1.9 Hybrid connectivity - grzzboot/pingpong-service GitHub Wiki

We have lots of On-Prem stuff...

... Cloud is not doable for us...

On the contrary, there is nothing undoable in combining Cloud with On-Prem. If that problem had not been addressed by the big Cloud providers then the concept of Cloud computing wouldn’t have survived day one.

All major Cloud providers offers a range of solutions for interconnecting your Cloud resources with your On-Prem resources. In GCP these methods are known as Hybrid Connectivity.

There are two different main variants available at present (2020-09-19):

  • Cloud Interconnect
  • Cloud VPN

Cloud Interconnect

Cloud Interconnect comes in two flavors, one is a dedicated solution and one is a partner solution. The dedicated solution is basically you operating your stuff inside a datacenter that already has a network connection to Googles network. The partner solution is about connecting to a partner that in their turn have a dedicated connection. You can see a schematic view of the two variants here. The image is taken from the Cloud Interconnect page in the Cloud Console.

Cloud Interconnect variants

Since one needs to do really(!) complicated and expensive stuff to set any of those two up these are not solutions that we can explore here at all. You can read more about them in the GCP documentation.

If you require very high bandwidth between Cloud and On-Prem this may be the way to go for you. If your bandwidth requirements are more ordinary then continue reading about Cloud VPN.

Cloud VPN

The Cloud VPN variant is the one that we are going to explore in this example. It is also the only one of the two that you can setup by yourself, given of course that you have a VPN gateway On-Prem to connect to.

For many scenarios Cloud VPN is good enough but, as mentioned above, if you have very high bandwidth requirements then maybe the Cloud Interconnect solutions are better!

The VPN solution comes in two variants, a Classic static route non-high availability VPN and a dynamic route high availability VPN.

The SLA of non HA VPN is 99.9% and for Classic VPN it is 99.99%. Note however that this is the guarantee that you get from GCP. The weakest link will be the limiting factor so the VPN Gateway on the On-Prem side must also live up to this.

In this example we are going to explore both VPN variants by connecting two different GCP project sites, one being the pingpong-site1 that we’ve already worked on.

Prepare the existing project site

We’re gonna keep each project site simple in terms of our own services and focus on the interconnect part.
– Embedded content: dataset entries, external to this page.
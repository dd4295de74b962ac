//! Turns the free text of a marketplace listing into a [`ListingRecord`].
//!
//! Every function here is pure and infallible: a pattern that is missing from
//! the text is reported as `None` (or the [`UNSPECIFIED`] sentinel), never as
//! an error.

mod keywords;

use crate::models::{
    AccessType, BathroomLocation, Condition, Furnished, ListingRecord, UNSPECIFIED,
};
use chrono::Local;
use regex::Regex;
use std::sync::LazyLock;
use tracing::debug;

pub use keywords::DEFAULT_KNOWN_NEIGHBORHOODS;

/// Number followed by a square-meter marker: "80m2", "80 m²", "80 m 2"
static AREA_PATTERN: LazyLock<Regex> =
    LazyLock::new(|| Regex::new(r"([0-9]+)\s*(?:m²|m2|m\s*2)").unwrap());

/// Number followed by "chambre" or one of its abbreviations
static ROOM_PATTERN: LazyLock<Regex> =
    LazyLock::new(|| Regex::new(r"([0-9]+)\s*(?:chambre|chbr|chb|ch)").unwrap());

/// Raw text read from one listing's detail view
#[derive(Debug, Clone, Default)]
pub struct RawListing {
    pub title: Option<String>,
    pub price_text: Option<String>,
    pub location_candidates: Vec<String>,
    pub description: Option<String>,
    pub link: String,
}

/// Extractor configured with the set of neighborhoods it recognizes
#[derive(Debug, Clone)]
pub struct ListingExtractor {
    known_neighborhoods: Vec<String>,
}

impl ListingExtractor {
    pub fn new<I, S>(known_neighborhoods: I) -> Self
    where
        I: IntoIterator<Item = S>,
        S: AsRef<str>,
    {
        Self {
            known_neighborhoods: known_neighborhoods
                .into_iter()
                .map(|n| n.as_ref().trim().to_lowercase())
                .filter(|n| !n.is_empty())
                .collect(),
        }
    }

    /// Build the structured record for one listing
    pub fn extract(&self, raw: &RawListing) -> ListingRecord {
        let title = raw
            .title
            .as_deref()
            .map(str::trim)
            .filter(|t| !t.is_empty())
            .unwrap_or(UNSPECIFIED)
            .to_string();

        let description = raw
            .description
            .as_deref()
            .map(|d| d.to_lowercase())
            .filter(|d| !d.trim().is_empty());

        let text = description.as_deref().unwrap_or("");

        let record = ListingRecord {
            title,
            neighborhood: extract_neighborhood(&raw.location_candidates, &self.known_neighborhoods),
            area_sqm: extract_area(text),
            room_count: extract_room_count(text),
            bathroom_location: extract_bathroom_location(text),
            access_type: extract_access_type(text),
            furnished: extract_furnished(text),
            condition: extract_condition(text),
            monthly_rent: raw.price_text.as_deref().and_then(extract_price),
            description: description.clone().unwrap_or_else(|| UNSPECIFIED.to_string()),
            source_link: raw.link.clone(),
            extracted_at: Local::now(),
        };

        debug!(
            "Extracted listing '{}': area={:?} rooms={:?} rent={:?}",
            record.title, record.area_sqm, record.room_count, record.monthly_rent
        );

        record
    }
}

impl Default for ListingExtractor {
    fn default() -> Self {
        Self::new(DEFAULT_KNOWN_NEIGHBORHOODS)
    }
}

/// Returns the first candidate that contains a known neighborhood name
/// (case-insensitive). The candidate text itself is returned, not the name.
pub fn extract_neighborhood<S: AsRef<str>, K: AsRef<str>>(
    candidate_texts: &[S],
    known_neighborhoods: &[K],
) -> String {
    for candidate in candidate_texts {
        let text = candidate.as_ref().trim();
        let lowered = text.to_lowercase();
        let matched = known_neighborhoods.iter().any(|known| {
            let known = known.as_ref().trim().to_lowercase();
            !known.is_empty() && lowered.contains(&known)
        });
        if matched {
            return text.to_string();
        }
    }
    UNSPECIFIED.to_string()
}

/// Concatenates every ASCII digit of `price_text` into an integer
pub fn extract_price(price_text: &str) -> Option<i64> {
    let digits: String = price_text.chars().filter(|c| c.is_ascii_digit()).collect();
    if digits.is_empty() {
        return None;
    }
    digits.parse().ok()
}

pub fn extract_area(description: &str) -> Option<u32> {
    first_number(&AREA_PATTERN, description)
}

pub fn extract_room_count(description: &str) -> Option<u32> {
    first_number(&ROOM_PATTERN, description)
}

pub fn extract_bathroom_location(description: &str) -> Option<BathroomLocation> {
    if !contains_any(description, keywords::BATHROOM) {
        return None;
    }
    if contains_any(description, keywords::INTERIOR) {
        Some(BathroomLocation::Interior)
    } else {
        Some(BathroomLocation::Exterior)
    }
}

/// parking > car > motorbike > none
pub fn extract_access_type(description: &str) -> AccessType {
    first_rule(description, keywords::ACCESS_RULES).unwrap_or_default()
}

pub fn extract_furnished(description: &str) -> Furnished {
    if contains_any(description, keywords::FURNISHED) {
        Furnished::Yes
    } else {
        Furnished::No
    }
}

/// good > average > poor, regardless of where the words appear in the text
pub fn extract_condition(description: &str) -> Option<Condition> {
    first_rule(description, keywords::CONDITION_RULES)
}

fn first_number(pattern: &Regex, text: &str) -> Option<u32> {
    pattern
        .captures(text)
        .and_then(|caps| caps.get(1))
        .and_then(|m| m.as_str().parse().ok())
}

fn contains_any(text: &str, needles: &[&str]) -> bool {
    needles.iter().any(|needle| text.contains(needle))
}

/// Evaluates an ordered `(keywords, result)` table top-down
fn first_rule<T: Copy>(text: &str, rules: &[(&[&str], T)]) -> Option<T> {
    rules
        .iter()
        .find(|(needles, _)| contains_any(text, needles))
        .map(|(_, result)| *result)
}

#[cfg(test)]
mod tests {
    use super::*;

    #[test]
    fn test_price_concatenates_digits() {
        assert_eq!(extract_price("350 000 MGA"), Some(350_000));
        assert_eq!(extract_price("Ar 1.200.000 / mois"), Some(1_200_000));
        assert_eq!(extract_price("MGA"), None);
        assert_eq!(extract_price(""), None);
    }

    #[test]
    fn test_price_overflow_is_none() {
        assert_eq!(extract_price("99999999999999999999999"), None);
    }

    #[test]
    fn test_area_variants() {
        assert_eq!(extract_area("surface 45 m2 environ"), Some(45));
        assert_eq!(extract_area("120m²"), Some(120));
        assert_eq!(extract_area("de 60 m 2 habitables"), Some(60));
        assert_eq!(extract_area("grand terrain"), None);
    }

    #[test]
    fn test_area_takes_first_match() {
        assert_eq!(extract_area("salon 20m2, total 85 m2"), Some(20));
    }

    #[test]
    fn test_room_count_variants() {
        assert_eq!(extract_room_count("maison 4 chambres"), Some(4));
        assert_eq!(extract_room_count("2chbr + salon"), Some(2));
        assert_eq!(extract_room_count("3 ch, 1 sdb"), Some(3));
        assert_eq!(extract_room_count("studio"), None);
    }

    #[test]
    fn test_bathroom_location() {
        assert_eq!(
            extract_bathroom_location("salle de bain intérieure"),
            Some(BathroomLocation::Interior)
        );
        assert_eq!(
            extract_bathroom_location("sdb int. avec eau chaude"),
            Some(BathroomLocation::Interior)
        );
        assert_eq!(
            extract_bathroom_location("sdb commune dans la cour"),
            Some(BathroomLocation::Exterior)
        );
        assert_eq!(extract_bathroom_location("intérieur refait"), None);
    }

    #[test]
    fn test_access_precedence() {
        assert_eq!(
            extract_access_type("accès moto, parking disponible"),
            AccessType::CarWithParking
        );
        assert_eq!(extract_access_type("accès voiture et moto"), AccessType::Car);
        assert_eq!(extract_access_type("accès moto"), AccessType::Motorbike);
        assert_eq!(extract_access_type("ruelle piétonne"), AccessType::None);
    }

    #[test]
    fn test_furnished() {
        assert_eq!(extract_furnished("studio meublé"), Furnished::Yes);
        assert_eq!(extract_furnished("cuisine fournie"), Furnished::Yes);
        assert_eq!(extract_furnished("vide"), Furnished::No);
    }

    #[test]
    fn test_condition_order_ignores_position() {
        assert_eq!(extract_condition("état moyen mais cuisine neuve"), Some(Condition::Good));
        assert_eq!(extract_condition("neuf, quartier moyen"), Some(Condition::Good));
        assert_eq!(extract_condition("bien entretenu"), Some(Condition::Good));
        assert_eq!(extract_condition("standing moyen"), Some(Condition::Average));
        assert_eq!(extract_condition("maison à rénover"), Some(Condition::Poor));
        assert_eq!(extract_condition("belle vue"), None);
    }

    #[test]
    fn test_neighborhood_returns_candidate_text() {
        let known = ["analakely", "isoraka"];
        assert_eq!(
            extract_neighborhood(&["foo Analakely bar"], &known),
            "foo Analakely bar"
        );
    }

    #[test]
    fn test_neighborhood_first_candidate_wins() {
        let known = ["analakely", "isoraka"];
        let candidates = ["Il y a 2 jours", "Isoraka, Antananarivo", "Analakely"];
        assert_eq!(extract_neighborhood(&candidates, &known), "Isoraka, Antananarivo");
        assert_eq!(extract_neighborhood(&["Toamasina"], &known), UNSPECIFIED);
        let none: [&str; 0] = [];
        assert_eq!(extract_neighborhood(&none, &known), UNSPECIFIED);
    }

    #[test]
    fn test_extract_full_listing() {
        let extractor = ListingExtractor::default();
        let raw = RawListing {
            title: Some("  Appartement à louer ".to_string()),
            price_text: Some("350 000 MGA".to_string()),
            location_candidates: vec!["Antananarivo".to_string(), "Andraharo, Tana".to_string()],
            description: Some(
                "Bel appartement meublé de 3 chambres, 80m2, avec parking, bon état, salle de bain intérieure"
                    .to_string(),
            ),
            link: "https://www.facebook.com/marketplace/item/42".to_string(),
        };

        let record = extractor.extract(&raw);
        assert_eq!(record.title, "Appartement à louer");
        assert_eq!(record.neighborhood, "Andraharo, Tana");
        assert_eq!(record.area_sqm, Some(80));
        assert_eq!(record.room_count, Some(3));
        assert_eq!(record.furnished, Furnished::Yes);
        assert_eq!(record.access_type, AccessType::CarWithParking);
        assert_eq!(record.condition, Some(Condition::Good));
        assert_eq!(record.bathroom_location, Some(BathroomLocation::Interior));
        assert_eq!(record.monthly_rent, Some(350_000));
        assert!(record.description.starts_with("bel appartement"));
    }

    #[test]
    fn test_extract_empty_listing_uses_sentinels() {
        let record = ListingExtractor::default().extract(&RawListing::default());
        assert_eq!(record.title, UNSPECIFIED);
        assert_eq!(record.neighborhood, UNSPECIFIED);
        assert_eq!(record.description, UNSPECIFIED);
        assert_eq!(record.area_sqm, None);
        assert_eq!(record.access_type, AccessType::None);
        assert_eq!(record.furnished, Furnished::No);
        assert_eq!(record.condition, None);
        assert_eq!(record.monthly_rent, None);
    }
}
Start by removing any present resources in the existing pingpong-site1-gcp-demo, except the cluster if you still have it. This includes databases and caches previously created, we won’t need them anymore.

If you've deleted the cluster used previously refer to the GKE section to set it up again. You need only a single node cluster for this.
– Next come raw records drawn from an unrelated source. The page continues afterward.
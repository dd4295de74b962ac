//! CSV output of a collection run and the run summary logged after it.

use crate::models::{ListingRecord, ReferenceRow};
use chrono::{DateTime, TimeZone};
use std::collections::BTreeMap;
use std::fs::{self, File};
use std::io::{BufWriter, Write};
use std::path::{Path, PathBuf};
use thiserror::Error;
use tracing::info;

/// Column header of the output file, in order
pub const CSV_COLUMNS: [&str; 8] = [
    "quartier",
    "superficie",
    "nombre_chambres",
    "douche_wc",
    "type_d_acces",
    "meublé",
    "etat_general",
    "loyer_mensuel",
];

const UTF8_BOM: &[u8] = b"\xEF\xBB\xBF";

#[derive(Debug, Error)]
pub enum ExportError {
    #[error("Could not create output directory {path}: {source}")]
    CreateDir {
        path: PathBuf,
        source: std::io::Error,
    },

    #[error("I/O error: {0}")]
    Io(#[from] std::io::Error),

    #[error("CSV error: {0}")]
    Csv(#[from] csv::Error),
}

/// `facebook_marketplace_<YYYYMMDD_HHMMSS>.csv`
pub fn output_filename<Tz: TimeZone>(captured_at: &DateTime<Tz>) -> String
where
    Tz::Offset: std::fmt::Display,
{
    format!(
        "facebook_marketplace_{}.csv",
        captured_at.format("%Y%m%d_%H%M%S")
    )
}

/// Write the eight structured columns of `records` to a new timestamped file
/// in `output_dir` and return its path. The directory is created if needed.
pub fn write_listings_csv<Tz: TimeZone>(
    records: &[ListingRecord],
    output_dir: &Path,
    captured_at: &DateTime<Tz>,
) -> Result<PathBuf, ExportError>
where
    Tz::Offset: std::fmt::Display,
{
    fs::create_dir_all(output_dir).map_err(|source| ExportError::CreateDir {
        path: output_dir.to_path_buf(),
        source,
    })?;

    let path = output_dir.join(output_filename(captured_at));
    let mut file = BufWriter::new(File::create(&path)?);
    file.write_all(UTF8_BOM)?;

    let mut writer = csv::WriterBuilder::new()
        .has_headers(false)
        .from_writer(file);
    writer.write_record(CSV_COLUMNS)?;
    for record in records {
        writer.serialize(ReferenceRow::from(record))?;
    }
    writer.flush()?;

    info!("💾 Saved {} listings to {}", records.len(), path.display());
    Ok(path)
}

/// count / mean / min / max of one numeric column, over non-empty values
#[derive(Debug, Clone, PartialEq)]
pub struct ColumnSummary {
    pub count: usize,
    pub mean: f64,
    pub min: i64,
    pub max: i64,
}

impl ColumnSummary {
    fn from_values(values: impl IntoIterator<Item = i64>) -> Option<Self> {
        let values: Vec<i64> = values.into_iter().collect();
        let min = *values.iter().min()?;
        let max = *values.iter().max()?;
        Some(Self {
            count: values.len(),
            mean: values.iter().map(|&v| v as f64).sum::<f64>() / values.len() as f64,
            min,
            max,
        })
    }
}

/// Overview of a collection run
#[derive(Debug, Clone)]
pub struct RunSummary {
    pub total: usize,
    pub area: Option<ColumnSummary>,
    pub rooms: Option<ColumnSummary>,
    pub rent: Option<ColumnSummary>,
    pub by_neighborhood: BTreeMap<String, usize>,
}

impl RunSummary {
    pub fn new(records: &[ListingRecord]) -> Self {
        let mut by_neighborhood = BTreeMap::new();
        for record in records {
            *by_neighborhood.entry(record.neighborhood.clone()).or_insert(0) += 1;
        }

        Self {
            total: records.len(),
            area: ColumnSummary::from_values(records.iter().filter_map(|r| r.area_sqm.map(i64::from))),
            rooms: ColumnSummary::from_values(records.iter().filter_map(|r| r.room_count.map(i64::from))),
            rent: ColumnSummary::from_values(records.iter().filter_map(|r| r.monthly_rent)),
            by_neighborhood,
        }
    }

    pub fn log(&self) {
        info!("Listings collected: {}", self.total);
        for (name, column) in [("superficie", &self.area), ("nombre_chambres", &self.rooms), ("loyer_mensuel", &self.rent)] {
            match column {
                Some(s) => info!(
                    "  {}: count={} mean={:.1} min={} max={}",
                    name, s.count, s.mean, s.min, s.max
                ),
                None => info!("  {}: no values", name),
            }
        }
        info!("Listings per neighborhood:");
        for (neighborhood, count) in &self.by_neighborhood {
            info!("  {}: {}", neighborhood, count);
        }
    }
}
use axum::extract::rejection::QueryRejection;
use axum::extract::{Query, State};
use axum::response::Html;
use axum::Json;
use serde::Deserialize;
use tracing::debug;

use super::templates::{self, PageView};
use super::{AppState, ChartSet, DashboardError, FeatureInput, MapView, Prediction};

/// Dashboard page. Always renders; missing resources or invalid input show up
/// as error panels.
pub async fn index(
    State(state): State<AppState>,
    query: Result<Query<FeatureInput>, QueryRejection>,
) -> Html<String> {
    let neighborhoods = state.neighborhoods();
    let mut errors: Vec<String> = state.load_errors().to_vec();

    let input = match query {
        Ok(Query(input)) => input,
        Err(rejection) => {
            errors.push(rejection.body_text());
            FeatureInput::default()
        }
    };

    let (row, prediction) = match state.feature_row(input) {
        Ok(row) => {
            let prediction = if state.has_model() && state.data().is_some() {
                match state.predict(row.clone()) {
                    Ok(prediction) => Some(prediction),
                    Err(e) => {
                        errors.push(e.to_string());
                        None
                    }
                }
            } else {
                None
            };
            (Some(row), prediction)
        }
        Err(e) => {
            errors.push(e.to_string());
            (None, None)
        }
    };

    let charts = state.charts(prediction.as_ref()).ok();
    let map = state.map(row.as_ref().map(|r| r.neighborhood.as_str()));

    debug!("Rendering dashboard, prediction: {:?}", prediction.as_ref().map(|p| p.comparison.predicted_rent));

    Html(templates::dashboard_page(&PageView {
        neighborhoods: &neighborhoods,
        row: row.as_ref(),
        prediction: prediction.as_ref(),
        charts: charts.as_ref(),
        map: &map,
        errors: &errors,
    }))
}

pub async fn api_predict(
    State(state): State<AppState>,
    Query(input): Query<FeatureInput>,
) -> Result<Json<Prediction>, DashboardError> {
    let row = state.feature_row(input)?;
    Ok(Json(state.predict(row)?))
}

/// Chart series, with the prediction marker when the model is available
pub async fn api_charts(
    State(state): State<AppState>,
    Query(input): Query<FeatureInput>,
) -> Result<Json<ChartSet>, DashboardError> {
    if state.data().is_none() {
        return Err(DashboardError::Unavailable("reference data not loaded".to_string()));
    }
    let row = state.feature_row(input)?;
    let prediction = if state.has_model() {
        Some(state.predict(row)?)
    } else {
        None
    };
    Ok(Json(state.charts(prediction.as_ref())?))
}

#[derive(Debug, Deserialize)]
pub struct MapQuery {
    pub neighborhood: Option<String>,
}

pub async fn api_map(State(state): State<AppState>, Query(query): Query<MapQuery>) -> Json<MapView> {
    Json(state.map(query.neighborhood.as_deref()))
}

pub async fn api_health(State(state): State<AppState>) -> Json<serde_json::Value> {
    Json(serde_json::json!({
        "model_loaded": state.has_model(),
        "data_loaded": state.data().is_some(),
        "reference_rows": state.data().map(|d| d.rows().len()).unwrap_or(0),
        "errors": state.load_errors(),
    }))
}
Create a second project site

Remember the previous section where we sat up the VPC for the pingpong-site1-project?

We specified the network ranges of our VPC and the reason for that was mentioned as being able to connect to another Cloud project. Actually, whether or not is a Cloud project in GCP, AWS, Azure or your own On-Prem network makes little difference. All we need are two different networks with distinct network ranges so that we can refer internal addresses/ranges without conflicts.

So the network that we currently use in pingpong-site1-gcp-demo has the following network range:

Entire network:
172.20.0.0/15

Nodes:
172.20.0.0/16

Pods:
172.21.128.0/17

Services:
172.21.0.0/17

It means that we consume all addresses between 172.20.0.0 and 172.21.255.255. So those addresses can't exist in any network that we connect, that would cause chaos.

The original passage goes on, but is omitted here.